On 6 February, a radio station owner was murdered in Paraguay. Marcelino Vázquez was shot by unknown assailants as he left work at Sin Fronteras 98.5 FM in the city of Pedro Juan Caballero. He was on his way from the radio station to a local night club he also owned, but was stopped by two men on a motorcycle and shot several times. While Sin Fronteras is predominately music-focused, it features a regular news show covering a variety of issues. A parliamentary coup in June 2012 and the subsequent removal of President Fernando Lugo has had a negative impact on freedom of information and expression in Paraguay.

Lawyers for three members of Russian punk band Pussy Riot are appealing their convictions at the European Court of Human Rights. Representatives for Maria Alekhina, Yekaterina Samutsevich and Natalia Tolokonnikova are in Strasbourg today (7 February), after they filed a complaint on 6 February against their two year prison sentences. They said the convictions violated four articles of the European Convention on Human Rights: the right to free speech, fair trial, liberty and security and the prohibition of torture.The trio was first sentenced following their “punk-prayer” performed at Moscow’s main cathedral in February 2012 protesting Vladimir Putin’s return to power.
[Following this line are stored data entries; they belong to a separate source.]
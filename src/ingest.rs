//! Ingestion pipeline orchestration.
//!
//! Coordinates the sync flow for each source: scan → hash → chunk →
//! embed → upsert → retire.
//!
//! - Unchanged documents (same content hash, already embedded) cost one
//!   natural-key lookup and no provider call.
//! - Inline embedding failures are non-fatal: the item is stored without a
//!   vector and reported as pending for `voltline embed pending`.
//! - After re-chunking, chunks beyond the new chunk count are retired, and
//!   so is the old `(external_id, content_type)` of a document whose type
//!   changed.
//! - A full sync retires every item the source owns but no longer produces.
//!   A `--limit`ed sync never retires, since it did not see the whole source.

use std::collections::{BTreeMap, HashSet};

use anyhow::Result;
use serde_json::{json, Value};
use tracing::{info, warn};

use voltline_core::chunk::{base_external_id, chunk_external_id, chunk_text, content_hash};
use voltline_core::embedding::EmbeddingProvider;
use voltline_core::models::{ContentType, NewItem};
use voltline_core::store::{ItemKey, Store, UpsertOutcome};

use crate::config::Config;
use crate::db;
use crate::embedding;
use crate::models::SourceDocument;
use crate::sources::{self, SourceKind};
use crate::sqlite_store::SqliteStore;

/// Knobs for one sync run.
#[derive(Debug, Clone)]
pub struct SyncOptions {
    pub target_chars: usize,
    pub batch_size: usize,
    /// Content types owned by the source being synced.
    pub owned_types: Vec<ContentType>,
    /// Retire owned items the source no longer produces.
    pub retire_missing: bool,
}

/// Counters reported at the end of a sync.
#[derive(Debug, Clone, Default, PartialEq, Eq)]
pub struct SyncReport {
    pub documents: u64,
    pub created: u64,
    pub updated: u64,
    pub unchanged: u64,
    pub retired: u64,
    pub embeddings_written: u64,
    pub embeddings_pending: u64,
}

/// Text sent to the embedding provider for an item.
pub fn embedding_text(title: &str, content: &str) -> String {
    format!("{}\n\n{}", title, content)
}

/// Corpus items for one source document, in chunk order.
pub fn document_items(doc: &SourceDocument, target_chars: usize) -> Vec<NewItem> {
    let doc_hash = content_hash(&[
        doc.content_type.as_str(),
        &doc.title,
        &doc.body,
        &doc.metadata.to_string(),
    ]);
    let chunks = chunk_text(&doc.body, target_chars);
    let total = chunks.len();

    chunks
        .into_iter()
        .enumerate()
        .map(|(index, chunk)| {
            let mut metadata = doc.metadata.clone();
            if total > 1 {
                if let Value::Object(map) = &mut metadata {
                    map.insert("chunk_index".into(), json!(index));
                    map.insert("chunk_total".into(), json!(total));
                    map.insert("base_external_id".into(), json!(doc.external_id));
                }
            }
            NewItem {
                content_type: doc.content_type,
                title: doc.title.clone(),
                content_hash: content_hash(&[&doc_hash, &index.to_string(), &total.to_string()]),
                content: chunk,
                external_id: Some(chunk_external_id(&doc.external_id, index, total)),
                metadata,
                embedding: None,
            }
        })
        .collect()
}

/// Write `docs` into `store`, embedding new or changed items with `provider`.
pub async fn sync_documents(
    store: &dyn Store,
    provider: &dyn EmbeddingProvider,
    docs: &[SourceDocument],
    opts: &SyncOptions,
) -> Result<SyncReport> {
    let mut report = SyncReport::default();

    // Active keys grouped by document, before this run.
    let mut before: BTreeMap<String, Vec<ItemKey>> = BTreeMap::new();
    for key in store.list_active_keys(&opts.owned_types).await? {
        before
            .entry(base_external_id(&key.external_id).to_string())
            .or_default()
            .push(key);
    }

    let mut seen_bases: HashSet<&str> = HashSet::new();
    let mut produced: HashSet<ItemKey> = HashSet::new();

    for doc in docs {
        seen_bases.insert(doc.external_id.as_str());
        let mut items = document_items(doc, opts.target_chars);

        // Only new or changed items, or items still missing a vector, are embedded.
        let mut needs_embedding = Vec::new();
        for (i, item) in items.iter().enumerate() {
            let ext = item.external_id.as_deref().unwrap_or_default();
            let fresh = match store.find_by_key(ext, item.content_type).await? {
                Some(existing) => {
                    existing.is_active
                        && existing.has_embedding
                        && existing.content_hash == item.content_hash
                }
                None => false,
            };
            if !fresh {
                needs_embedding.push(i);
            }
        }
        embed_items(provider, &mut items, &needs_embedding, opts.batch_size).await;

        for (i, item) in items.iter().enumerate() {
            let result = store.upsert_item(item).await?;
            match result.outcome {
                UpsertOutcome::Created => report.created += 1,
                UpsertOutcome::Updated => report.updated += 1,
                UpsertOutcome::Unchanged => report.unchanged += 1,
            }
            if item.embedding.is_some() {
                report.embeddings_written += 1;
            } else if needs_embedding.contains(&i) {
                report.embeddings_pending += 1;
            }
            if let Some(ext) = &item.external_id {
                produced.insert(ItemKey::new(ext.clone(), item.content_type));
            }
        }

        report.documents += 1;
    }

    for (base, previous) in &before {
        if seen_bases.contains(base.as_str()) {
            // Chunks left over from a longer version, or the old type of a
            // document whose type changed.
            let stale: Vec<ItemKey> = previous
                .iter()
                .filter(|key| !produced.contains(*key))
                .cloned()
                .collect();
            if !stale.is_empty() {
                report.retired += store.soft_delete(&stale).await?;
            }
        } else if opts.retire_missing {
            report.retired += store
                .soft_delete_document(base, &opts.owned_types)
                .await?;
        }
    }

    Ok(report)
}

/// Embed `items[i]` for every `i` in `indices`, in batches. Failures leave
/// the affected items without a vector.
async fn embed_items(
    provider: &dyn EmbeddingProvider,
    items: &mut [NewItem],
    indices: &[usize],
    batch_size: usize,
) {
    if provider.dims() == 0 {
        return;
    }
    for batch in indices.chunks(batch_size.max(1)) {
        let texts: Vec<String> = batch
            .iter()
            .map(|&i| embedding_text(&items[i].title, &items[i].content))
            .collect();
        match provider.embed(&texts).await {
            Ok(vectors) => {
                for (&i, vector) in batch.iter().zip(vectors) {
                    items[i].embedding = Some(vector);
                }
            }
            Err(e) => {
                warn!(error = %e, items = batch.len(), "inline embedding failed; items left pending");
            }
        }
    }
}

pub async fn run_ingest(
    config: &Config,
    source: &str,
    dry_run: bool,
    limit: Option<usize>,
) -> Result<()> {
    let kinds = sources::resolve(source, config)?;

    for kind in kinds {
        ingest_source(config, kind, dry_run, limit).await?;
    }
    Ok(())
}

async fn ingest_source(
    config: &Config,
    kind: SourceKind,
    dry_run: bool,
    limit: Option<usize>,
) -> Result<()> {
    let mut docs = kind.scan(config)?;
    let found = docs.len();

    if let Some(lim) = limit {
        docs.truncate(lim);
    }

    if dry_run {
        let items: usize = docs
            .iter()
            .map(|d| chunk_text(&d.body, config.chunking.target_chars).len())
            .sum();
        println!("ingest {} (dry-run)", kind);
        println!("  documents found: {}", found);
        println!("  documents to process: {}", docs.len());
        println!("  estimated items: {}", items);
        return Ok(());
    }

    let pool = db::connect(config).await?;
    let store = SqliteStore::new(pool.clone());
    let provider = embedding::create_provider(&config.embedding)?;

    let opts = SyncOptions {
        target_chars: config.chunking.target_chars,
        batch_size: config.embedding.batch_size,
        owned_types: kind.owned_types(),
        retire_missing: limit.is_none(),
    };
    let report = sync_documents(&store, provider.as_ref(), &docs, &opts).await?;

    info!(
        source = %kind,
        documents = report.documents,
        created = report.created,
        updated = report.updated,
        retired = report.retired,
        "sync finished"
    );

    println!("ingest {}", kind);
    println!("  fetched: {} documents", report.documents);
    println!("  items created: {}", report.created);
    println!("  items updated: {}", report.updated);
    println!("  items unchanged: {}", report.unchanged);
    println!("  items retired: {}", report.retired);
    if config.embedding.is_enabled() {
        println!("  embeddings written: {}", report.embeddings_written);
        println!("  embeddings pending: {}", report.embeddings_pending);
    }
    println!("ok");

    pool.close().await;
    Ok(())
}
A radio journalist was shot on his way to work in Peru on 6 February. At the time of the attack, Juan Carlos Yaya Salcedo was driving to the Radio Max station where he worked, in the town of Imperial. He was shot in the leg by an unknown assailant and is expected to make a full recovery and return to work soon. Yaya, who hosts radio show Sin Escape (Without Escape), has never faced threats in the past but police said the attack was likely the result of his journalistic work, as the perpetrators didn’t attempt to steal anything. Yaya said the attack could have resulted from his reporting on the poor construction of a community building in the nearby town of Nuevo Imperial.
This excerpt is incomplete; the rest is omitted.